Jack grinned. “Can't complain—wouldn't do me any good. And Peachey—how is he is getting on?”

“Albert is doing quite well for himself,” Evelyn said, her chin held high.

“I'm glad,” Jack said. “I'd like to see him—have a chat.”

Evelyn turned back to the stove. “Would you now,” she said under her breath.

Simon sat down, but Pru kept standing, her gaze shifting between Evelyn and Jack. She wasn't certain she should wade into this conversation, unsure of how deep it went.

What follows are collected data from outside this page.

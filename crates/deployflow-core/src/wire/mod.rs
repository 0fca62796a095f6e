//! Wire model
//!
//! Nested request/response representation exchanged with the remote control
//! plane. Every optional wire field is an explicit `Option`, so a zero value
//! and an absent value stay distinguishable all the way through expansion and
//! flattening.

pub mod component;
pub mod deployment;
pub mod resource;

pub use component::{
    Apm, ApmSystemSettings, AppSearch, AppSearchNodeType, ComponentType, Configuration,
    Elasticsearch, ElasticsearchNodeType, EnterpriseSearch, EnterpriseSearchNodeType, Kibana,
    NoNodeType, NoSystemSettings, Plan, SessionKeySystemSettings, TopologyElement, TopologySize,
    UserSettings,
};
pub use deployment::{
    ClusterCredentials, DeploymentCreateRequest, DeploymentCreateResponse, DeploymentGetResponse,
    DeploymentPayloadResources, DeploymentResource, DeploymentResourceInfos,
    DeploymentUpdateRequest, DeploymentUpdateResponse, PayloadOverrides, PlanActivity, PlanStatus,
};
pub use resource::{
    ClusterInfo, ClusterMetadata, ClusterPorts, PlanAttempt, PlanInfo, PlanStepInfo,
    PlanStepLogMessage, ResourceInfo, ResourcePayload, StepStatus,
};
//! Typed, path-aware access to flat blocks

use crate::attr::{AttrValue, Block};
use crate::error::{ModelError, Result};

/// A block together with its dotted path, so every validation error can name
/// the attribute it refers to
#[derive(Debug, Clone)]
pub(crate) struct Reader<'a> {
    block: &'a Block,
    path: String,
}

impl<'a> Reader<'a> {
    pub(crate) fn root(block: &'a Block) -> Self {
        Self {
            block,
            path: String::new(),
        }
    }

    pub(crate) fn new(block: &'a Block, path: String) -> Self {
        Self { block, path }
    }

    pub(crate) fn block(&self) -> &'a Block {
        self.block
    }

    pub(crate) fn path(&self) -> &str {
        &self.path
    }

    pub(crate) fn path_of(&self, key: &str) -> String {
        if self.path.is_empty() {
            key.to_string()
        } else {
            format!("{}.{}", self.path, key)
        }
    }

    fn mismatch(&self, key: &str, expected: &str, found: &AttrValue) -> ModelError {
        ModelError::validation(
            self.path_of(key),
            format!("expected {}, found {}", expected, found.kind_name()),
        )
    }

    pub(crate) fn str(&self, key: &str) -> Result<Option<&'a str>> {
        match self.block.get(key) {
            None => Ok(None),
            Some(value) => value
                .as_str()
                .map(Some)
                .ok_or_else(|| self.mismatch(key, "string", value)),
        }
    }

    /// String attribute, treating the empty string as unset
    pub(crate) fn non_empty_str(&self, key: &str) -> Result<Option<&'a str>> {
        Ok(self.str(key)?.filter(|s| !s.is_empty()))
    }

    pub(crate) fn int(&self, key: &str) -> Result<Option<i64>> {
        match self.block.get(key) {
            None => Ok(None),
            Some(value) => value
                .as_int()
                .map(Some)
                .ok_or_else(|| self.mismatch(key, "number", value)),
        }
    }

    pub(crate) fn bool(&self, key: &str) -> Result<Option<bool>> {
        match self.block.get(key) {
            None => Ok(None),
            Some(value) => value
                .as_bool()
                .map(Some)
                .ok_or_else(|| self.mismatch(key, "bool", value)),
        }
    }

    pub(crate) fn blocks(&self, key: &str) -> Result<Vec<Reader<'a>>> {
        match self.block.get(key) {
            None => Ok(Vec::new()),
            Some(value) => {
                let blocks = value
                    .as_blocks()
                    .ok_or_else(|| self.mismatch(key, "block list", value))?;
                let base = self.path_of(key);
                Ok(blocks
                    .iter()
                    .enumerate()
                    .map(|(i, block)| Reader::new(block, format!("{}.{}", base, i)))
                    .collect())
            }
        }
    }

    /// Block list holding zero or one block
    pub(crate) fn optional_block(&self, key: &str) -> Result<Option<Reader<'a>>> {
        let mut blocks = self.blocks(key)?;
        if blocks.len() > 1 {
            return Err(ModelError::validation(
                self.path_of(key),
                format!("at most one block allowed, found {}", blocks.len()),
            ));
        }
        Ok(blocks.pop())
    }

    /// String attribute holding a JSON object
    pub(crate) fn json_object(&self, key: &str) -> Result<Option<serde_json::Value>> {
        let Some(raw) = self.non_empty_str(key)? else {
            return Ok(None);
        };
        let value: serde_json::Value = serde_json::from_str(raw)
            .map_err(|e| ModelError::validation(self.path_of(key), format!("invalid JSON: {}", e)))?;
        if !value.is_object() {
            return Err(ModelError::validation(
                self.path_of(key),
                "expected a JSON object",
            ));
        }
        Ok(Some(value))
    }
}
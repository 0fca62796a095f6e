use std::path::PathBuf;
use thiserror::Error;

#[derive(Error, Debug)]
pub enum ConfigError {
    #[error("config directory not found")]
    ConfigDirNotFound,

    #[error(
        "settings file not found. Looked in:\n\
        - current directory: deployflow.local.yaml, .deployflow.local.yaml, deployflow.yaml, .deployflow.yaml\n\
        - ./.deployflow/\n\
        - ~/.config/deployflow/deployflow.yaml\n\
        Set DEPLOYFLOW_CONFIG_PATH to point at a file directly"
    )]
    SettingsFileNotFound,

    #[error("failed to parse {path}: {source}")]
    Parse {
        path: PathBuf,
        #[source]
        source: serde_yaml::Error,
    },

    #[error("IO error: {0}")]
    Io(#[from] std::io::Error),
}

pub type Result<T> = std::result::Result<T, ConfigError>;
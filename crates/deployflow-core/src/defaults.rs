//! Expansion defaults
//!
//! Values the expander injects when a flat block leaves them unset. Passed
//! explicitly so callers (and tests) control them per deployment.

use crate::kind::ComponentKind;
use serde::{Deserialize, Serialize};

/// Topology defaults for one component kind
#[derive(Debug, Clone, PartialEq, Eq, Serialize, Deserialize)]
pub struct TopologyDefaults {
    pub instance_configuration_id: String,
    pub memory_per_node: String,
    #[serde(default = "default_zone_count")]
    pub zone_count: i32,
}

fn default_zone_count() -> i32 {
    1
}

impl TopologyDefaults {
    pub fn new(instance_configuration_id: impl Into<String>, memory_per_node: impl Into<String>) -> Self {
        Self {
            instance_configuration_id: instance_configuration_id.into(),
            memory_per_node: memory_per_node.into(),
            zone_count: default_zone_count(),
        }
    }
}

/// Defaults for every component kind
#[derive(Debug, Clone, PartialEq, Eq, Serialize, Deserialize)]
#[serde(default)]
pub struct ExpandDefaults {
    pub elasticsearch: TopologyDefaults,
    pub kibana: TopologyDefaults,
    pub apm: TopologyDefaults,
    pub enterprise_search: TopologyDefaults,
    pub app_search: TopologyDefaults,
}

impl Default for ExpandDefaults {
    fn default() -> Self {
        Self {
            elasticsearch: TopologyDefaults::new("aws.data.highio.i3", "4g"),
            kibana: TopologyDefaults::new("aws.kibana.r5d", "1g"),
            apm: TopologyDefaults::new("aws.apm.r5d", "0.5g"),
            enterprise_search: TopologyDefaults::new("aws.enterprisesearch.m5d", "2g"),
            app_search: TopologyDefaults::new("aws.appsearch.m5d", "2g"),
        }
    }
}

impl ExpandDefaults {
    pub fn for_kind(&self, kind: ComponentKind) -> &TopologyDefaults {
        match kind {
            ComponentKind::Elasticsearch => &self.elasticsearch,
            ComponentKind::Kibana => &self.kibana,
            ComponentKind::Apm => &self.apm,
            ComponentKind::EnterpriseSearch => &self.enterprise_search,
            ComponentKind::AppSearch => &self.app_search,
        }
    }
}
//! Flat attribute names

pub const NAME: &str = "name";
pub const REGION: &str = "region";
pub const VERSION: &str = "version";
pub const REQUEST_ID: &str = "request_id";

/// Credential bundle attributes, only ever known from the creation response
pub const ELASTICSEARCH_USERNAME: &str = "elasticsearch_username";
pub const ELASTICSEARCH_PASSWORD: &str = "elasticsearch_password";
pub const APM_SECRET_TOKEN: &str = "apm_secret_token";

/// Top-level attributes a read cannot reproduce and must carry over
pub const NON_READABLE: [&str; 4] = [
    REQUEST_ID,
    ELASTICSEARCH_USERNAME,
    ELASTICSEARCH_PASSWORD,
    APM_SECRET_TOKEN,
];

pub const DISPLAY_NAME: &str = "display_name";
pub const REF_ID: &str = "ref_id";
pub const RESOURCE_ID: &str = "resource_id";
pub const ELASTICSEARCH_CLUSTER_REF_ID: &str = "elasticsearch_cluster_ref_id";
pub const HTTP_ENDPOINT: &str = "http_endpoint";
pub const HTTPS_ENDPOINT: &str = "https_endpoint";
pub const TOPOLOGY: &str = "topology";
pub const CONFIG: &str = "config";

pub const INSTANCE_CONFIGURATION_ID: &str = "instance_configuration_id";
pub const MEMORY_PER_NODE: &str = "memory_per_node";
pub const ZONE_COUNT: &str = "zone_count";
/// Prefix of topology node-role flags, e.g. `node_type_worker`
pub const NODE_TYPE_PREFIX: &str = "node_type_";

pub const USER_SETTINGS_YAML: &str = "user_settings_yaml";
pub const USER_SETTINGS_OVERRIDE_YAML: &str = "user_settings_override_yaml";
pub const USER_SETTINGS_JSON: &str = "user_settings_json";
pub const USER_SETTINGS_OVERRIDE_JSON: &str = "user_settings_override_json";

pub const USER_SETTINGS: [&str; 4] = [
    USER_SETTINGS_YAML,
    USER_SETTINGS_OVERRIDE_YAML,
    USER_SETTINGS_JSON,
    USER_SETTINGS_OVERRIDE_JSON,
];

“Is there cake, too?” Orlando asked as he and Christopher came through.

“Ginger cake,” Evelyn said. “And I'd better sort out some sandwiches for you lot before I leave.” As if they'd starve without her.

—

Pru popped the last bit of ginger cake in her mouth. They'd had a lively discussion around the table, speculating on various improbable scenarios for the parterre lawn findings. Jack said he was sorry to have missed the discovery. Simon explained that Polly had hoped to get a sense of the spirit left about the place and he had said to her could she get the spirit to replant the hebes, because they could use the extra help. Everyone laughed except for Jack, who said, “You should appreciate what you've got,” and Simon replied, “You should mind your own business.” After a fraction of a second of silence that seemed to last an eternity, Pru dived in and said, “Orlando was the one who spotted the incident report, weren't you?” and the boy picked up the story of his research triumph.